Brief of University of Utah Hospital on Petition for Rehearing, p. 4. In the same brief it is later stated:

It has been the long-standing rule in Idaho that a party cannot invite error at a trial and then assign it as error on appeal. This precedent has been of long duration not only in Idaho but in a majority of other jurisdictions. See the following:
DRIESBACH v LYNCH 259 P2[D] 1039, 74 ID [225] 230 ‘No objection appears in the record of the first trial by any of the parties to the procedure adopted by the Court and followed by the litigants. Appellants voluntarily consented to the form of procedure adopted by the Court and agreed to the manner in which their rights should be submitted for determination and they will not now be heard on this appeal to challenge such procedure as erroneous. In FRANK v FRANK, 47 ID 217, at Page 221, 273 P 943, at Page 944, we said:
‘While the opinion in PENNINGER LATERAL CO. v. CLARK, 22 ID 397, 126 P 524, no doubt announces the proper rule of procedure in such cases, there is the further rule, firmly established in this state, that where a party has consented to or invited the alleged error, the judgment will not be reversed. GASKILL v WASHINGTON WATER POWER CO., 17 ID 128, 105 P 51; TRASK v BOISE KING PLACES CO., 26 ID 290, 142 P 1073; DOVER LUMBER CO. v CASE, 31 ID 276, 170 P 108; POWERS v SECURITY SAVINGS AND TRUST CO., 38 ID 289, 222 P 799. The following statement is found in 4 C.J., Page 714, § 2627, supported by numerous cases: “Where a party voluntarily adopts a certain form of procedure or agrees to the manner in which his rights shall be submitted for determination in the trial court, he will not be permitted to complain on appeal or error, that proceedings had in conformity thereto were erroneous.”
‘See also, KLEINSCHMIDT v SCRIBNER, 54 ID 185, 30 P2 362; STATE v TAYLOR, 59 ID 724, 87 P2 454; RADERMACHER v DANIELS, 64 ID 376, 133 P2 713.’
Also see DUNCLICK INC. v UTAH IDAHO CONCRETE PIPE COMPANY 295 P2 700, 77 ID [499] 502 (1956) where admissions had been invited by the appellant it could not claim error on appeal.
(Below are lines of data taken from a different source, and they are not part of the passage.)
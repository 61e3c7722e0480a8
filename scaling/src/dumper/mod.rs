//! 源端读取。
//!
//! 两种读取方式共用 [`Dumper`] 接口：全量按主键顺序分批扫描存量数据，增量按偏移量轮询变更日志。
//! 使用哪一种由任务的起始位点与 [`DumperConfig`] 的增量设置决定，见 [`select_dumper`]。

mod inventory;
mod incremental;

use std::sync::Arc;

use tokio::sync::mpsc::Sender;

use common::err::CResult;
use connection::DataSourceProvider;

pub use incremental::IncrementalDumper;
pub use inventory::InventoryDumper;

use crate::config::sync_config::{DumperConfig, IncrementalMode};
use crate::position::{Checkpoint, Position};
use crate::record::RecordBatch;
use crate::task::progress::TaskProgress;
use crate::task::signal::StopSignal;

/// 一次读取的结束方式，携带最后一个被通道接收的位点
#[derive(Debug, Clone, PartialEq, Eq)]
pub enum DumpOutcome {
    /// 本阶段数据已读完
    Exhausted(Position),

    /// 收到停止信号
    Stopped(Position),

    /// 下游已关闭通道
    ChannelClosed(Position),
}

#[async_trait::async_trait]
pub trait Dumper: Send {

    /// 从 start 开始读取，批次推入 channel。通道满时挂起，直到有空位或收到停止信号
    async fn dump(&mut self, start: Position, channel: &Sender<RecordBatch>, signal: &mut StopSignal) -> CResult<DumpOutcome>;

}

/// Dumper 依赖的运行环境
#[derive(Clone)]
pub struct DumperContext {
    pub config: DumperConfig,

    pub provider: Arc<DataSourceProvider>,

    pub progress: Arc<TaskProgress>,
}

pub(crate) enum Push {
    Accepted,
    Stopped,
    Closed,
}

/// 推入一批，停止信号优先
pub(crate) async fn push(channel: &Sender<RecordBatch>, signal: &mut StopSignal, batch: RecordBatch) -> Push {
    tokio::select! {
        biased;
        _ = signal.stopped() => Push::Stopped,
        rs = channel.send(batch) => match rs {
            Ok(()) => Push::Accepted,
            Err(_) => Push::Closed,
        },
    }
}

/// 按位点选择读取方式。位点已完成时没有需要读取的数据
pub fn select_dumper(ctx: &DumperContext, position: &Position) -> Option<Box<dyn Dumper>> {
    match (position.checkpoint(), ctx.config.incremental()) {
        (Checkpoint::Init, _) | (Checkpoint::Inventory { .. }, _) => {
            Some(Box::new(InventoryDumper::new(ctx.clone())))
        }
        (Checkpoint::Incremental { .. }, IncrementalMode::ChangeLog { .. }) => {
            Some(Box::new(IncrementalDumper::new(ctx.clone())))
        }
        (Checkpoint::Incremental { .. }, IncrementalMode::Disabled) | (Checkpoint::Finished, _) => None,
    }
}

/// 依次执行全量、增量，直到数据读完、停止或通道关闭
pub async fn run_dumper(ctx: DumperContext, start: Position, channel: Sender<RecordBatch>,
                        mut signal: StopSignal) -> CResult<DumpOutcome> {
    let mut position = start;
    while let Some(mut dumper) = select_dumper(&ctx, &position) {
        match dumper.dump(position.clone(), &channel, &mut signal).await? {
            DumpOutcome::Exhausted(next) if next > position => position = next,
            DumpOutcome::Exhausted(next) => return Ok(DumpOutcome::Exhausted(next)),
            outcome => return Ok(outcome),
        }
    }

    Ok(DumpOutcome::Exhausted(position))
}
I again direct the court’s attention to paragraph 2 in the county attorney’s letter to the District court Judge dated December 27, 1984, which letter was written the same day the Affidavit of Dwayne Smith was filed with the Court.

‘Minidoka County is prepared to rest on the Affidavit of Mr. Smith concerning the issue of prejudice. I do not anticipate the need for a further evidentiary hearing in this matter unless Mr. Williams desires an opportunity to cross examine Mr. Smith, or to present other evidence either directly or by affidavit. I certainly do not object to Mr. Williams presenting any evidence he may have by way of affidavit.’
That neither party objected to the District court resolving the issue of prejudice is evidenced by the letter from Dean Williams to the District Judge dated January 14, 1985. (see EXHIBIT “B” attached to the Motion for Rehearing)

Brief of University of Utah Hospital on Petition for Rehearing, p. 8-10.

Four of us were lax in regard to letting the first and second opinions issue without *680addressing the issue of prejudgment interest. Two were lax in allowing an opinion to issue which reversed and remanded on an issue which was not raised, and where the record showed enough to leave little doubt that neither party was asking for a remand for further proceedings.

Except for the fact that one vote is meaningless on a five-member court, I would vote to grant the Hospital/Henderson petition for rehearing in order to take up the yet undecided issue of prejudgment interest — which was not decided at all, and to reconsider whether the final decision should be affirmed, revised, or modified as to prejudgment interest, or reversed and remanded as per the 1988 judgment so concluding and directing. As things now stand both of the parties-litigant have been judicially wronged by this Court. Although two wrongs might be said to equal a right, to leave matters alone does not reflect favorably upon our appellate system.

. This assertion is true. Our 1987 opinion did not mention that the allowance of prejudgment interest was an issue. A re-examination of the county-appellant’s brief shows that the issue was raised and discussed under ARGUMENT, with citation of authority.